> [DATA EXTRACTS]
//! Subscriber repository implementation
//!
//! PostgreSQL-backed subscriber directory. The directory is seeded once and
//! then only read.

use roaming_core::{models::Subscriber, traits::SubscriberRepository, AppError, AppResult};
use async_trait::async_trait;
use sqlx::PgPool;
use tracing::{debug, error, info, instrument};

/// PostgreSQL implementation of SubscriberRepository
pub struct PgSubscriberRepository {
    pool: PgPool,
}

impl PgSubscriberRepository {
    /// Create a new subscriber repository
    pub fn new(pool: PgPool) -> Self {
        Self { pool }
    }
}

#[async_trait]
impl SubscriberRepository for PgSubscriberRepository {
    #[instrument(skip(self))]
    async fn list_all(&self) -> AppResult<Vec<Subscriber>> {
        let rows = sqlx::query_as::<sqlx::Postgres, SubscriberRow>(
            "SELECT id, msisdn FROM subscriber ORDER BY id",
        )
        .fetch_all(&self.pool)
        .await
        .map_err(|e| {
            error!("Database error listing subscribers: {}", e);
            AppError::Database(format!("Failed to list subscribers: {}", e))
        })?;

        Ok(rows.into_iter().map(Into::into).collect())
    }

    #[instrument(skip(self, msisdns), fields(count = msisdns.len()))]
    async fn seed_if_empty(&self, msisdns: &[String]) -> AppResult<usize> {
        let mut tx = self.pool.begin().await.map_err(|e| {
            error!("Failed to start transaction: {}", e);
            AppError::Transaction(format!("Failed to start transaction: {}", e))
        })?;

        // Serialize concurrent seeders on the table itself
        sqlx::query("LOCK TABLE subscriber IN SHARE ROW EXCLUSIVE MODE")
            .execute(&mut *tx)
            .await
            .map_err(|e| AppError::Database(format!("Failed to lock subscriber table: {}", e)))?;

        let existing: (i64,) = sqlx::query_as("SELECT COUNT(*) FROM subscriber")
            .fetch_one(&mut *tx)
            .await
            .map_err(|e| AppError::Database(format!("Failed to count subscribers: {}", e)))?;

        if existing.0 > 0 {
            debug!("Subscriber directory already holds {} entries", existing.0);
            return Ok(0);
        }

        let mut created = 0;
        for msisdn in msisdns {
            let result = sqlx::query(
                "INSERT INTO subscriber (msisdn) VALUES ($1) ON CONFLICT (msisdn) DO NOTHING",
            )
            .bind(msisdn)
            .execute(&mut *tx)
            .await
            .map_err(|e| {
                error!("Database error seeding subscriber {}: {}", msisdn, e);
                AppError::Database(format!("Failed to seed subscriber: {}", e))
            })?;
            created += result.rows_affected() as usize;
        }

        tx.commit().await.map_err(|e| {
            error!("Failed to commit transaction: {}", e);
            AppError::Transaction(format!("Failed to commit transaction: {}", e))
        })?;

        info!("Seeded {} subscribers", created);

        Ok(created)
    }

    #[instrument(skip(self))]
    async fn count(&self) -> AppResult<i64> {
        let result: (i64,) = sqlx::query_as("SELECT COUNT(*) FROM subscriber")
            .fetch_one(&self.pool)
            .await
            .map_err(|e| {
                error!("Database error counting subscribers: {}", e);
                AppError::Database(format!("Failed to count subscribers: {}", e))
            })?;

        Ok(result.0)
    }
}

#[derive(Debug, sqlx::FromRow)]
struct SubscriberRow {
    id: i64,
    msisdn: String,
}

impl From<SubscriberRow> for Subscriber {
    fn from(row: SubscriberRow) -> Self {
        Self {
            id: row.id,
            msisdn: row.msisdn,
        }
    }
}

#[cfg(test)]
mod tests {
    use super::*;

    #[test]
    fn test_subscriber_row_conversion() {
        let subscriber: Subscriber = SubscriberRow {
            id: 7,
            msisdn: "79997776655".to_string(),
        }
        .into();

        assert_eq!(subscriber.id, 7);
        assert_eq!(subscriber.msisdn, "79997776655");
    }
}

> [REQUIRED WORK] Give again, word for word, every line from the one holding "fn from(row: SubscriberRow)" to the end of the data.

> [OUTPUT OF THE TASK]
    fn from(row: SubscriberRow) -> Self {
        Self {
            id: row.id,
            msisdn: row.msisdn,
        }
    }
}

#[cfg(test)]
mod tests {
    use super::*;

    #[test]
    fn test_subscriber_row_conversion() {
        let subscriber: Subscriber = SubscriberRow {
            id: 7,
            msisdn: "79997776655".to_string(),
        }
        .into();

        assert_eq!(subscriber.id, 7);
        assert_eq!(subscriber.msisdn, "79997776655");
    }
}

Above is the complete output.